False Positive and Negative Results

When making MVPs, consider these risks:

  • False positive: Indicates the hypothesis is confirmed, but it is not valid.

  • False negative: Indicates the hypothesis is disconfirmed, but it is valid.

Concerns about MVPs

Concerns include:

  • Idea theft: Early feedback outweighs the risk of competition. Ideas are worthless without execution.

  • Reputational risk: MVP testing limits the customer base to mitigate quality problems. Different brand names can also lower risks.

Test Prioritization

Prioritize tests eliminating risk at a low cost. When elements are serially dependent, sequencing experiments is important. Parallel testing involves tradeoffs. If a hypothesis is rejected, effort is wasted. However it can confer benefits in winner take all markets. When a startup faces threat of possible preemption, it helps gain a time to market edge by parallel testing.

Learning From MVP Tests

Entrepreneurs can evaluate feedback from MVP tests. Be aware of:

  • False positives or negatives.

  • Customer's stated vs true preferences.

  • Potential errors in interpreting feedback and cognitive biases.

Unexpected test results

Customers frequently behave in unanticipated ways when using a new product.

Information not derived from testing

Revise business model hypotheses using sources beyond test results, such as:

  • Competitor's announcements.

  • Regulator's actions.

  • News about new technologies.

Entrepreneurs should note surprises because mechanically monitoring data may cause missed opportunities or unforseen threats.

Persevere, Pivot, or Perish

After MVP tests, decide to:

  • Persevere: If the MVP validates the hypothesis and feedback doesn't prompt a change, continue.

  • Pivot: If the MVP test rejects the hypothesis, but feedback indicates opportunity, change some business model elements while keeping others.

  • Perish: If a MVP test rejects a key hypothesis and pivoting is not an option, shut down the business.

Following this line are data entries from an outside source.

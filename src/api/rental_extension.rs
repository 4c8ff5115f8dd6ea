use crate::{
    api::ReasonBody,
    auth::auth::AuthUser,
    model::rental_extension::RentalExtension,
    service::rental_extension::{self as extension_service, RequestExtension},
};
use actix_web::{HttpResponse, Responder, web};
use sqlx::MySqlPool;

/// Request Rental Extension
///
/// The new end date must be in the future and after the current expected end.
#[utoipa::path(
    post,
    path = "/api/rentals/{rental_id}/extensions",
    params(("rental_id", Path, description = "Rental ID")),
    request_body = RequestExtension,
    responses(
        (status = 201, body = RentalExtension),
        (status = 400, description = "End date not after the current one or reason too short"),
        (status = 409, description = "Rental already has a pending extension"),
        (status = 422, description = "Rental is completed or cancelled")
    ),
    tag = "Rental",
    security(("bearer_auth" = []))
)]
pub async fn request_extension(
    auth: AuthUser,
    pool: web::Data<MySqlPool>,
    path: web::Path<u64>,
    payload: web::Json<RequestExtension>,
) -> actix_web::Result<impl Responder> {
    auth.require_hr_or_admin()?;

    let extension = extension_service::request(pool.get_ref(), path.into_inner(), &payload, auth.user_id).await?;
    Ok(HttpResponse::Created().json(extension))
}

#[utoipa::path(
    get,
    path = "/api/rentals/{rental_id}/extensions",
    params(("rental_id", Path, description = "Rental ID")),
    responses((status = 200, body = [RentalExtension])),
    tag = "Rental",
    security(("bearer_auth" = []))
)]
pub async fn list_extensions(
    auth: AuthUser,
    pool: web::Data<MySqlPool>,
    path: web::Path<u64>,
) -> actix_web::Result<impl Responder> {
    auth.require_hr_or_admin()?;

    let extensions = extension_service::list_for_rental(pool.get_ref(), path.into_inner()).await?;
    Ok(HttpResponse::Ok().json(extensions))
}

/// Approve Rental Extension
///
/// Moves the rental's expected end date and re-prices it.
#[utoipa::path(
    put,
    path = "/api/rental-extensions/{extension_id}/approve",
    params(("extension_id", Path, description = "Rental extension ID")),
    responses(
        (status = 200, body = RentalExtension),
        (status = 404, description = "Rental extension not found"),
        (status = 422, description = "Extension is not pending or the rental has ended")
    ),
    tag = "Rental",
    security(("bearer_auth" = []))
)]
pub async fn approve_extension(
    auth: AuthUser,
    pool: web::Data<MySqlPool>,
    path: web::Path<u64>,
) -> actix_web::Result<impl Responder> {
    auth.require_hr_or_admin()?;

    let extension = extension_service::approve(pool.get_ref(), path.into_inner(), auth.user_id).await?;
    Ok(HttpResponse::Ok().json(extension))
}

#[utoipa::path(
    put,
    path = "/api/rental-extensions/{extension_id}/reject",
    params(("extension_id", Path, description = "Rental extension ID")),
    request_body = ReasonBody,
    responses(
        (status = 200, body = RentalExtension),
        (status = 400, description = "Reason shorter than 5 characters"),
        (status = 422, description = "Extension is not pending")
    ),
    tag = "Rental",
    security(("bearer_auth" = []))
)]
pub async fn reject_extension(
    auth: AuthUser,
    pool: web::Data<MySqlPool>,
    path: web::Path<u64>,
    payload: web::Json<ReasonBody>,
) -> actix_web::Result<impl Responder> {
    auth.require_hr_or_admin()?;

    let extension =
        extension_service::reject(pool.get_ref(), path.into_inner(), auth.user_id, &payload.reason).await?;
    Ok(HttpResponse::Ok().json(extension))
}
use crate::{
    api::{AdvanceListResponse, DateRange, Paginated, ReasonBody},
    auth::auth::AuthUser,
    config::Config,
    model::salary_advance::SalaryAdvance,
    service::salary_advance::{
        self as advance_service, AdvanceQuery, AdvanceStatistics, ApproveAdvance, CreateAdvance, PayAdvance,
    },
};
use actix_web::{HttpResponse, Responder, web};
use serde_json::Value;
use sqlx::MySqlPool;

/// Request Advance
///
/// Employees request for themselves; HR may pass `employee_id`.
#[utoipa::path(
    post,
    path = "/api/salary-advances",
    request_body = CreateAdvance,
    responses(
        (status = 201, body = SalaryAdvance),
        (status = 422, description = "Outstanding advances would exceed the allowed share of salary")
    ),
    tag = "Salary Advance",
    security(("bearer_auth" = []))
)]
pub async fn create_advance(
    auth: AuthUser,
    pool: web::Data<MySqlPool>,
    config: web::Data<Config>,
    payload: web::Json<CreateAdvance>,
) -> actix_web::Result<impl Responder> {
    let advance = advance_service::create(pool.get_ref(), &auth, &payload, config.advance_salary_ratio).await?;
    Ok(HttpResponse::Created().json(advance))
}

#[utoipa::path(
    get,
    path = "/api/salary-advances",
    params(AdvanceQuery),
    responses((status = 200, body = AdvanceListResponse)),
    tag = "Salary Advance",
    security(("bearer_auth" = []))
)]
pub async fn list_advances(
    auth: AuthUser,
    pool: web::Data<MySqlPool>,
    query: web::Query<AdvanceQuery>,
) -> actix_web::Result<impl Responder> {
    let (advances, page, total) = advance_service::list(pool.get_ref(), &auth, &query).await?;
    Ok(HttpResponse::Ok().json(Paginated::new(advances, page, total)))
}

#[utoipa::path(
    get,
    path = "/api/salary-advances/statistics",
    params(DateRange),
    responses((status = 200, body = AdvanceStatistics)),
    tag = "Salary Advance",
    security(("bearer_auth" = []))
)]
pub async fn advance_statistics(
    auth: AuthUser,
    pool: web::Data<MySqlPool>,
    range: web::Query<DateRange>,
) -> actix_web::Result<impl Responder> {
    auth.require_hr_or_admin()?;

    let stats = advance_service::statistics(pool.get_ref(), range.from, range.to).await?;
    Ok(HttpResponse::Ok().json(stats))
}

#[utoipa::path(
    get,
    path = "/api/salary-advances/{advance_id}",
    params(("advance_id", Path, description = "Advance ID")),
    responses(
        (status = 200, body = SalaryAdvance),
        (status = 404, description = "Advance not found")
    ),
    tag = "Salary Advance",
    security(("bearer_auth" = []))
)]
pub async fn get_advance(
    auth: AuthUser,
    pool: web::Data<MySqlPool>,
    path: web::Path<u64>,
) -> actix_web::Result<impl Responder> {
    let advance = advance_service::get(pool.get_ref(), path.into_inner()).await?;
    auth.require_self_or_hr(advance.employee_id)?;

    Ok(HttpResponse::Ok().json(advance))
}

#[utoipa::path(
    put,
    path = "/api/salary-advances/{advance_id}",
    params(("advance_id", Path, description = "Advance ID")),
    request_body = Object,
    responses(
        (status = 200, body = SalaryAdvance),
        (status = 422, description = "Only pending advances can be edited")
    ),
    tag = "Salary Advance",
    security(("bearer_auth" = []))
)]
pub async fn update_advance(
    auth: AuthUser,
    pool: web::Data<MySqlPool>,
    config: web::Data<Config>,
    path: web::Path<u64>,
    body: web::Json<Value>,
) -> actix_web::Result<impl Responder> {
    let advance_id = path.into_inner();
    let current = advance_service::get(pool.get_ref(), advance_id).await?;
    auth.require_self_or_hr(current.employee_id)?;

    let advance = advance_service::update(pool.get_ref(), advance_id, &body, config.advance_salary_ratio).await?;
    Ok(HttpResponse::Ok().json(advance))
}

#[utoipa::path(
    put,
    path = "/api/salary-advances/{advance_id}/approve",
    params(("advance_id", Path, description = "Advance ID")),
    request_body = ApproveAdvance,
    responses(
        (status = 200, body = SalaryAdvance),
        (status = 422, description = "Advance is not pending")
    ),
    tag = "Salary Advance",
    security(("bearer_auth" = []))
)]
pub async fn approve_advance(
    auth: AuthUser,
    pool: web::Data<MySqlPool>,
    path: web::Path<u64>,
    payload: Option<web::Json<ApproveAdvance>>,
) -> actix_web::Result<impl Responder> {
    auth.require_hr_or_admin()?;

    let input = payload.map(web::Json::into_inner).unwrap_or_default();
    let advance = advance_service::approve(pool.get_ref(), path.into_inner(), auth.user_id, &input).await?;
    Ok(HttpResponse::Ok().json(advance))
}

#[utoipa::path(
    put,
    path = "/api/salary-advances/{advance_id}/reject",
    params(("advance_id", Path, description = "Advance ID")),
    request_body = ReasonBody,
    responses(
        (status = 200, body = SalaryAdvance),
        (status = 422, description = "Advance can no longer be rejected")
    ),
    tag = "Salary Advance",
    security(("bearer_auth" = []))
)]
pub async fn reject_advance(
    auth: AuthUser,
    pool: web::Data<MySqlPool>,
    path: web::Path<u64>,
    payload: web::Json<ReasonBody>,
) -> actix_web::Result<impl Responder> {
    auth.require_hr_or_admin()?;

    let advance = advance_service::reject(pool.get_ref(), path.into_inner(), auth.user_id, &payload.reason).await?;
    Ok(HttpResponse::Ok().json(advance))
}

/// Pay Advance
///
/// Disburses an approved advance; repayment starts with next month's payroll.
#[utoipa::path(
    put,
    path = "/api/salary-advances/{advance_id}/pay",
    params(("advance_id", Path, description = "Advance ID")),
    request_body = PayAdvance,
    responses(
        (status = 200, body = SalaryAdvance),
        (status = 422, description = "Advance is not approved")
    ),
    tag = "Salary Advance",
    security(("bearer_auth" = []))
)]
pub async fn pay_advance(
    auth: AuthUser,
    pool: web::Data<MySqlPool>,
    path: web::Path<u64>,
    payload: web::Json<PayAdvance>,
) -> actix_web::Result<impl Responder> {
    auth.require_hr_or_admin()?;

    let advance = advance_service::pay(pool.get_ref(), path.into_inner(), &payload).await?;
    Ok(HttpResponse::Ok().json(advance))
}
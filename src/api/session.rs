use crate::{auth::auth::AuthUser, model::device_session::DeviceSession, service::session as session_service};
use actix_web::{HttpResponse, Responder, web};
use serde_json::json;
use sqlx::MySqlPool;

#[utoipa::path(
    get,
    path = "/api/sessions",
    responses((status = 200, description = "Active sessions, most recently used first", body = [DeviceSession])),
    tag = "Sessions",
    security(("bearer_auth" = []))
)]
pub async fn list_sessions(auth: AuthUser, pool: web::Data<MySqlPool>) -> actix_web::Result<impl Responder> {
    let sessions = session_service::list(pool.get_ref(), auth.user_id).await?;
    Ok(HttpResponse::Ok().json(json!({
        "current_session_id": auth.session_id,
        "sessions": sessions
    })))
}

#[utoipa::path(
    delete,
    path = "/api/sessions/{session_id}",
    params(("session_id", Path, description = "Device session ID")),
    responses(
        (status = 204, description = "Session revoked"),
        (status = 404, description = "Session not found")
    ),
    tag = "Sessions",
    security(("bearer_auth" = []))
)]
pub async fn revoke_session(
    auth: AuthUser,
    pool: web::Data<MySqlPool>,
    path: web::Path<u64>,
) -> actix_web::Result<impl Responder> {
    session_service::revoke(pool.get_ref(), auth.user_id, path.into_inner()).await?;
    Ok(HttpResponse::NoContent().finish())
}

/// Sign Out Other Devices
///
/// Keeps the session the request was made with.
#[utoipa::path(
    delete,
    path = "/api/sessions",
    responses((status = 200, body = Object, example = json!({ "revoked": 2 }))),
    tag = "Sessions",
    security(("bearer_auth" = []))
)]
pub async fn revoke_other_sessions(auth: AuthUser, pool: web::Data<MySqlPool>) -> actix_web::Result<impl Responder> {
    let revoked = session_service::revoke_others(pool.get_ref(), auth.user_id, auth.session_id).await?;
    Ok(HttpResponse::Ok().json(json!({ "revoked": revoked })))
}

Scaling and Ongoing Optimization

If the entrepreneur has validated all key hypotheses, achieving product-market fit, scale and invest greatly in customer acquisition. Continue tests for business model optimization.

Limits to Lean Startup Methods

The hypothesis-driven approach is applicable to many new ventures. There are some situations where the lean startup process yields fewer advantages:

  • When mistakes must be limited.

  • When customer demand is low.

  • When product development cycles preclude launching early and often

Alternative Approaches for Launching Startups

  • Build It And They Will Come: Focus on product development without customer feedback; risky if demand is uncertain.

  • Waterfall Planning: Sequential stages with formal reviews; rigid and slow to adapt to change.

  • Just Do It!: Improvisational approach, adapts to feedback but lacks initial direction; can be inefficient.

Key Terms

  • A/B testing: Divides prospects into control and treatment groups to test modifications.

  • Business model: Choices defining customer value, operations, go-to-market, and cash flow.

  • Cohort analysis: Tracks performance metrics using customer groups acquired over time.

  • Conversion funnel: Process through which prospects become loyal customers.

  • False negative: Test incorrectly indicates hypothesis is invalid.

  • False positive: Test fails to disprove invalid hypothesis.

  • Falsifiable hypothesis: Can be disconfirmed through experiment.

  • Lean startup: Tests business model hypotheses using MVPs to avoid waste.

  • Minimum Viable Product: Fewest activities needed to disprove hypothesis.

  • Pivot: Changing some business model elements.

  • Product-market fit: Right product for the market with demand and profit potential.

  • Smoke test: Gauges demand for a non-existent product.